I reached for my headphones. Not the little white ones, but the massive half domes deep within my bag. A table away from me in the cramped café, two souls were projecting a conversation in volumes fit for a lecture hall.

My hand stopped short. I found myself eavesdropping. And as I did, my annoyance melted into compassion.

The woman sat leaning hard against the wall, as if the chair itself was not enough. She told of cancer and medical bankruptcy—the sort of life-unraveling events when body and finances break at the same time. “Sometimes I wonder if God and Satan made a bet on me,” she sighed at the end of the story.

Knowing it wasn’t my place to keep listening, I donned my headphones. But her words, I wonder if God and Satan made a bet on me, drained my focus.
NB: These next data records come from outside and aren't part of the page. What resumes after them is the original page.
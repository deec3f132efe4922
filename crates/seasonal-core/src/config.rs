//! Tunable parameters for each pipeline stage.
//!
//! Defaults reproduce the reference behavior; hosts override individual
//! fields rather than building a config from scratch.

use serde::{Deserialize, Serialize};
use std::path::PathBuf;

/// File name of the SCRFD detection model inside the model directory.
pub const DETECTOR_MODEL_FILE: &str = "det_10g.onnx";

#[derive(Debug, Clone, Default, Serialize, Deserialize)]
pub struct PipelineConfig {
    pub detector: DetectorConfig,
    pub sampler: SamplerConfig,
    pub reducer: ReducerConfig,
}

#[derive(Debug, Clone, Serialize, Deserialize)]
pub struct DetectorConfig {
    /// Faces narrower or shorter than this (pixels) are ignored.
    pub min_face_size: u32,
    /// Minimum detector score for a candidate (exclusive).
    pub confidence_threshold: f32,
    /// IoU above which overlapping candidates are merged.
    pub nms_threshold: f32,
}

impl Default for DetectorConfig {
    fn default() -> Self {
        Self {
            min_face_size: 150,
            confidence_threshold: 0.5,
            nms_threshold: 0.4,
        }
    }
}

/// Ellipse semi-axes as fractions of the face box extents.
#[derive(Debug, Clone, Serialize, Deserialize)]
pub struct SamplerConfig {
    pub axis_x_fraction: f64,
    pub axis_y_fraction: f64,
}

impl Default for SamplerConfig {
    fn default() -> Self {
        Self {
            axis_x_fraction: 0.45,
            axis_y_fraction: 0.65,
        }
    }
}

#[derive(Debug, Clone, Serialize, Deserialize)]
pub struct ReducerConfig {
    pub clusters: usize,
    /// Independent k-means runs; the lowest-inertia run is kept.
    pub runs: usize,
    pub max_iterations: usize,
    /// Convergence tolerance, relative to the mean per-channel variance.
    pub tolerance: f64,
    pub seed: u64,
}

impl ReducerConfig {
    pub const MIN_RUNS: usize = 10;
}

impl Default for ReducerConfig {
    fn default() -> Self {
        Self {
            clusters: 3,
            runs: Self::MIN_RUNS,
            max_iterations: 300,
            tolerance: 1e-4,
            seed: 0,
        }
    }
}

/// `$XDG_DATA_HOME/seasonal/models`, or `~/.local/share/seasonal/models`.
pub fn default_model_dir() -> PathBuf {
    std::env::var("XDG_DATA_HOME")
        .map(PathBuf::from)
        .unwrap_or_else(|_| {
            let home = std::env::var("HOME").unwrap_or_else(|_| "/tmp".to_string());
            PathBuf::from(home).join(".local/share")
        })
        .join("seasonal")
        .join("models")
}

#[cfg(test)]
mod tests {
    use super::*;

    #[test]
    fn test_defaults_match_reference_constants() {
        let config = PipelineConfig::default();
        assert_eq!(config.detector.min_face_size, 150);
        assert_eq!(config.sampler.axis_x_fraction, 0.45);
        assert_eq!(config.sampler.axis_y_fraction, 0.65);
        assert_eq!(config.reducer.clusters, 3);
        assert!(config.reducer.runs >= ReducerConfig::MIN_RUNS);
    }

    #[test]
    fn test_config_json_roundtrip() {
        let mut config = PipelineConfig::default();
        config.reducer.seed = 42;
        let json = serde_json::to_string(&config).unwrap();
        let back: PipelineConfig = serde_json::from_str(&json).unwrap();
        assert_eq!(back.reducer.seed, 42);
        assert_eq!(back.detector.min_face_size, 150);
    }
}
In Job 1, as our English translations currently have it, Satan walks into the heavenly court. God points out Job’s righteousness—that nobody on earth fears God and turns away from evil like him. Satan then answers that this is only because God has so blessed Job with riches and health. Take those things away from him, Satan says, and he’ll “curse you to your face.”

“Very well, then,” God responds, “he is in your hands; but you must spare his life” (Job 2:5–6).

Countless readers throughout history have read this passage and scratched their heads. Why would Satan be allowed to stand in the presence of Yahweh—and to challenge him? If Satan can take away everything from Job, why shouldn’t he do the same to us? Do Satan and God make bets?

Speak of the Devil?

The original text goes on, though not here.